‘Super gonorrhoea’ hit the headlines after a British tourist contracted a case described as ‘the world’s worst’ in Thailand last year – but the infection has now reached Britain.
Two women have contracted the infection, with one believed to have been infected in the UK, according to Public Health England.
Both women have since been cured after the infections were resistant to traditional treatments, and Public Health England is now investigating if the cases are linked.
The infection is usually treated with the antibiotics ceftriaxone and azithromycin but the bacterium in these two cases was resistant to the drugs.
The European Centre for Disease Prevention and Control (ECDC) warns that cases of ‘extensively drug resistant’ gonorrhoea are on the rise.
Experts have warned that there’s a danger that the antibiotic-resistant strains ‘could become untreatable’ (at least with our current arsenal of drugs), IFLScience warned.
Dr Nick Phin, deputy director of the National Infection Service at Public Health England, said: ‘Although these two cases of extensively resistant gonorrhoea have been successfully treated, contact tracing is under way to ensure there is no onward spread.
Dr Elizabeth Kershaw-Yates, GP and one of the medical team at The STI Clinic, says, ‘Gonorrhoea is a sexually transmitted disease, and like all sexually transmitted diseases it is on the rise in the UK for a number of factors, but the main one people’s reluctance to use barrier contraception ( condoms).
‘This ‘super resistant’ gonorrhoea was previously only thought to be outside the UK, in countries where people failed to get treated properly ( often through economic reasons rather than choice) but these cases in the UK are concerning. Both have had to have alternative treatments to the standard antibiotics.
‘Due to the resistance in these bugs HPC UK now recommend all gonorrhoea is treated at Sexual Health Clinics, this allows not only proper treatment but ensures follow up of the patient to ensure cure.
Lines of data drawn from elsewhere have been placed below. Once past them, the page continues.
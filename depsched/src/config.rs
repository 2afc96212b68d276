/// Runtime-tunable half of the scheduler's configuration.
///
/// The compile-time half — the `DepSet` bitset width and the chunk payload
/// size — is selected through Cargo features (`bitset-64`/`bitset-80`/
/// `bitset-128`, `chunk-payload-128`/`chunk-payload-256`/`chunk-payload-512`)
/// rather than here, since changing either changes the layout of types
/// shared across the whole crate and can't sensibly be a runtime value (see
/// `depset.rs`, `chunk.rs`).
#[derive(Debug, Clone)]
pub struct Config {
    /// Number of chunks in the chunk pool backing every `ChunkStack` used
    /// during a pass (the builder's worklist and every cluster's member
    /// list). One chunk holds `chunk::CHUNK_PAYLOAD_BYTES / size_of::<T>()`
    /// object indices (computed in `ChunkPool::new`, `chunk.rs`).
    pub chunk_pool_size: usize,

    /// Size of the `rayon::ThreadPool` the executor runs groups on.
    /// Defaults to `num_cpus::get()`.
    pub worker_count: usize,
}

impl Default for Config {
    fn default() -> Self {
        Config {
            chunk_pool_size: 4096,
            worker_count: num_cpus::get(),
        }
    }
}

impl Config {
    pub fn new(chunk_pool_size: usize, worker_count: usize) -> Self {
        Config { chunk_pool_size, worker_count }
    }
}
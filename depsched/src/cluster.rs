//! Cluster type and the single-threaded builder.
//!
//! Weighted-union algorithm over an arena of plain `Cluster` values, each
//! object carrying a `Cell`-like handle to its cluster rather than a
//! back-pointer.

use crate::chunk::{ChunkPool, ChunkStack};
use crate::error::Error;
use crate::object::{ClusterIndex, Object, ObjectRef, MAX_CLUSTERS_HARD_CAP};

/// One connected component of the mutable-dependency graph: an index plus
/// the sequence of object positions assigned to it, in the order they were
/// first visited.
pub struct Cluster<'p> {
    index: ClusterIndex,
    pub(crate) members: ChunkStack<'p, ObjectRef>,
}

impl<'p> Cluster<'p> {
    fn new(index: ClusterIndex, pool: &'p ChunkPool<ObjectRef>) -> Self {
        Cluster { index, members: ChunkStack::new(pool) }
    }

    pub fn index(&self) -> ClusterIndex {
        self.index
    }

    pub fn len(&self) -> usize {
        self.members.len()
    }

    pub fn is_empty(&self) -> bool {
        self.members.is_empty()
    }

    pub fn objects(&self) -> impl Iterator<Item = ObjectRef> + '_ {
        self.members.iter()
    }
}

/// Partitions `objects` into clusters by traversing the mutable-dependency
/// graph with a reusable worklist, merging components by weighted union
/// (the smaller component's objects are retagged and spliced into the
/// larger one's member list).
pub struct Builder<'p> {
    pool: &'p ChunkPool<ObjectRef>,
}

impl<'p> Builder<'p> {
    pub fn new(pool: &'p ChunkPool<ObjectRef>) -> Self {
        Builder { pool }
    }

    pub fn build<O: Object>(&self, objects: &mut [O]) -> Result<Vec<Cluster<'p>>, Error> {
        let mut clusters: Vec<Cluster<'p>> = Vec::new();
        let mut worklist: ChunkStack<'p, ObjectRef> = ChunkStack::new(self.pool);

        for start in 0..objects.len() {
            if !objects[start].cluster_handle().is_null() {
                continue;
            }

            let initial_index = clusters.len();
            if initial_index >= MAX_CLUSTERS_HARD_CAP {
                return Err(Error::CapacityExceeded { attempted: initial_index + 1, limit: MAX_CLUSTERS_HARD_CAP });
            }
            clusters.push(Cluster::new(ClusterIndex::new(initial_index), self.pool));
            worklist.push_back(start)?;
            let mut current = initial_index;

            while let Some(obj_idx) = worklist.pop_back() {
                let handle = objects[obj_idx].cluster_handle();
                if handle.is_null() {
                    clusters[current].members.push_back(obj_idx)?;
                    objects[obj_idx].set_cluster_handle(ClusterIndex::new(current));
                    objects[obj_idx].enumerate_mutable_dependencies(&mut worklist);
                } else if handle.index() == current {
                    // already absorbed into the component being built, nothing to do
                } else {
                    let other = handle.index();
                    // weighted union: retag and merge the smaller side into the larger;
                    // ties keep `current` so the just-created cluster never wins a tie
                    // it wasn't strictly bigger for.
                    let (small, big) = if clusters[other].members.len() > clusters[current].members.len() {
                        (current, other)
                    } else {
                        (other, current)
                    };

                    let lo = small.min(big);
                    let hi = small.max(big);
                    let (left, right) = clusters.split_at_mut(hi);
                    let (small_ref, big_ref) = if small == lo {
                        (&mut left[lo], &mut right[0])
                    } else {
                        (&mut right[0], &mut left[lo])
                    };

                    let moved: Vec<ObjectRef> = small_ref.members.iter().collect();
                    for obj in &moved {
                        objects[*obj].set_cluster_handle(ClusterIndex::new(big));
                    }
                    big_ref.members.merge(&mut small_ref.members);

                    current = big;
                    // the brand-new singleton created above for this traversal is, if it
                    // loses, still the tail of `clusters` (nothing else was pushed since):
                    // pop it to avoid leaving a hole in the common case.
                    if small == initial_index && clusters.len() - 1 == initial_index {
                        clusters.pop();
                    }
                }
            }
        }

        Ok(clusters)
    }
}

/// Debug-only post-condition: every cluster's object sequence is
/// duplicate-free and matches every member's handle, and every
/// mutable-dependency edge stays inside its cluster. Corresponds to
/// spec's `test_clusters_coherent` helper; wired into [`crate::run_pass`]
/// behind `cfg(any(debug_assertions, feature = "invariant-checks"))` since a
/// correct builder never trips it and it re-walks every mutable-dependency
/// edge a second time.
#[cfg(any(debug_assertions, feature = "invariant-checks"))]
pub fn verify_invariants<O: Object>(
    objects: &[O],
    clusters: &[Cluster<'_>],
    pool: &ChunkPool<ObjectRef>,
) -> Result<(), Error> {
    use std::collections::HashSet;

    for cluster in clusters {
        let mut seen = HashSet::with_capacity(cluster.len());
        for obj_idx in cluster.objects() {
            if !seen.insert(obj_idx) {
                return Err(Error::InvariantViolated("duplicate object in a cluster's member sequence"));
            }
            if objects[obj_idx].cluster_handle() != cluster.index() {
                return Err(Error::InvariantViolated("object's cluster handle does not match its cluster"));
            }
        }
    }

    let mut scratch: ChunkStack<'_, ObjectRef> = ChunkStack::new(pool);
    for obj in objects {
        obj.enumerate_mutable_dependencies(&mut scratch);
        let own_cluster = obj.cluster_handle();
        while let Some(peer) = scratch.pop_back() {
            if objects[peer].cluster_handle() != own_cluster {
                return Err(Error::InvariantViolated("mutable-dependency edge crosses cluster boundary"));
            }
        }
    }
    Ok(())
}

#[cfg(test)]
mod tests {
    use super::*;
    use std::cell::RefCell;

    struct TestObject {
        mutual: Vec<ObjectRef>,
        constant: Vec<ObjectRef>,
        handle: ClusterIndex,
        ran: RefCell<bool>,
    }

    impl TestObject {
        fn new(mutual: Vec<ObjectRef>, constant: Vec<ObjectRef>) -> Self {
            TestObject { mutual, constant, handle: ClusterIndex::NULL, ran: RefCell::new(false) }
        }
    }

    impl Object for TestObject {
        fn enumerate_mutable_dependencies(&self, out: &mut ChunkStack<'_, ObjectRef>) {
            for &dep in &self.mutual {
                out.push_back(dep).unwrap();
            }
        }

        fn enumerate_const_dependencies(&self, out: &mut crate::depset::DepSet, population: &[Self]) {
            for &dep in &self.constant {
                out.set(population[dep].cluster_handle().index());
            }
        }

        fn task(&mut self) {
            *self.ran.borrow_mut() = true;
        }

        fn cluster_handle(&self) -> ClusterIndex {
            self.handle
        }

        fn set_cluster_handle(&mut self, handle: ClusterIndex) {
            self.handle = handle;
        }
    }

    #[test]
    fn disjoint_pairs_form_two_clusters() {
        let pool = ChunkPool::new(64);
        let mut objects = vec![
            TestObject::new(vec![1], vec![]),
            TestObject::new(vec![0], vec![]),
            TestObject::new(vec![3], vec![]),
            TestObject::new(vec![2], vec![]),
        ];
        let builder = Builder::new(&pool);
        let clusters = builder.build(&mut objects).unwrap();
        assert_eq!(clusters.len(), 2);
        for cluster in &clusters {
            assert_eq!(cluster.len(), 2);
        }
    }

    #[test]
    fn transitive_chain_forms_one_cluster() {
        let pool = ChunkPool::new(64);
        let mut objects = vec![
            TestObject::new(vec![1], vec![]),
            TestObject::new(vec![2], vec![]),
            TestObject::new(vec![], vec![]),
        ];
        let builder = Builder::new(&pool);
        let clusters = builder.build(&mut objects).unwrap();
        assert_eq!(clusters.len(), 1);
        assert_eq!(clusters[0].len(), 3);
    }

    #[test]
    fn self_reference_and_duplicates_are_tolerated() {
        let pool = ChunkPool::new(64);
        let mut objects = vec![TestObject::new(vec![0, 0, 0], vec![])];
        let builder = Builder::new(&pool);
        let clusters = builder.build(&mut objects).unwrap();
        assert_eq!(clusters.len(), 1);
        assert_eq!(clusters[0].len(), 1);
    }

    #[test]
    fn every_object_ends_up_with_a_non_null_handle() {
        let pool = ChunkPool::new(64);
        let mut objects = vec![
            TestObject::new(vec![], vec![]),
            TestObject::new(vec![2], vec![]),
            TestObject::new(vec![1], vec![]),
        ];
        let builder = Builder::new(&pool);
        let _clusters = builder.build(&mut objects).unwrap();
        for obj in &objects {
            assert!(!obj.cluster_handle().is_null());
        }
    }

    #[test]
    fn a_correctly_built_partition_passes_invariant_checks() {
        let pool = ChunkPool::new(64);
        let mut objects = vec![
            TestObject::new(vec![1], vec![]),
            TestObject::new(vec![0], vec![]),
            TestObject::new(vec![], vec![]),
        ];
        let builder = Builder::new(&pool);
        let clusters = builder.build(&mut objects).unwrap();
        assert!(verify_invariants(&objects, &clusters, &pool).is_ok());
    }

    #[test]
    fn a_handle_forged_after_the_fact_trips_the_checker() {
        let pool = ChunkPool::new(64);
        let mut objects = vec![
            TestObject::new(vec![1], vec![]),
            TestObject::new(vec![0], vec![]),
        ];
        let builder = Builder::new(&pool);
        let clusters = builder.build(&mut objects).unwrap();
        // simulate a bug: detach one member from its cluster after the fact
        objects[1].set_cluster_handle(ClusterIndex::new(999));
        assert!(verify_invariants(&objects, &clusters, &pool).is_err());
    }
}
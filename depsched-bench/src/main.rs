//! Demo/benchmark driver for `depsched`.
//!
//! Flags for population size and mutual/const degree drive a uniform-random
//! dependency graph, followed by a report of cluster and group counts.
//! Population construction and random-graph generation have no place in
//! `depsched` itself, so they live in this external binary instead.

mod generate_population;

use std::time::Instant;

use clap::Parser;
use depsched::{run_pass, Config};
use generate_population::generate_population;
use rand::SeedableRng;

/// Runs one `depsched` pass over a randomly generated population and
/// reports how it was partitioned and scheduled.
#[derive(Parser, Debug)]
#[command(name = "depsched-bench")]
struct Args {
    /// Number of objects in the population.
    #[arg(long, default_value_t = 2048)]
    num_objects: usize,

    /// Mutable dependencies sampled per object.
    #[arg(long, default_value_t = 3)]
    dependencies_num: usize,

    /// Const dependencies sampled per object.
    #[arg(long, default_value_t = 3)]
    const_dependencies_num: usize,

    /// Worker threads the executor's pool runs on.
    #[arg(long, default_value_t = num_cpus::get())]
    worker_count: usize,

    /// Chunk pool size backing the pass's worklists and cluster member lists.
    #[arg(long, default_value_t = 1 << 16)]
    chunk_pool_size: usize,

    /// Fixed RNG seed, for reproducible graphs across runs.
    #[arg(long, default_value_t = 0)]
    seed: u64,
}

fn main() {
    let args = Args::parse();

    println!(
        "num_objects: {} dependencies_num: {} const_dependencies_num: {}",
        args.num_objects, args.dependencies_num, args.const_dependencies_num
    );

    let mut rng = rand::rngs::StdRng::seed_from_u64(args.seed);
    let mut objects =
        generate_population(args.num_objects, args.dependencies_num, args.const_dependencies_num, &mut rng);

    let config = Config::new(args.chunk_pool_size, args.worker_count);

    let started = Instant::now();
    let stats = run_pass(&mut objects, &config).expect("pass failed");
    let elapsed = started.elapsed();

    println!("clusters: {}", stats.num_clusters);
    println!("groups: {}", stats.num_groups);
    println!("largest cluster: {} objects", stats.largest_cluster);
    println!("largest group: {} clusters", stats.largest_group);
    println!(
        "phases (us): build={} analyze={} plan={} execute={}",
        stats.phase_durations[0].as_micros(),
        stats.phase_durations[1].as_micros(),
        stats.phase_durations[2].as_micros(),
        stats.phase_durations[3].as_micros(),
    );
    println!("wall time: {:.3}ms", elapsed.as_secs_f64() * 1000.0);
}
‘They are also well placed to carry out contact tracing to halt the spread of disease. The most important factors in the halt of these super bugs is to use protection when having sex and to have regular sexual health check ups as these bugs can be asymptomatic and then if you have antibiotics for another reason the bugs can mutate and start to become resistant to usual treatments. We would recommend a sexual health screen after every new partner ( whether barrier contraception is used or not) or at least every three months.’
Gonorrhoea is caused by the bacteria Neisseria gonorrhoeae and spread by unprotected sex.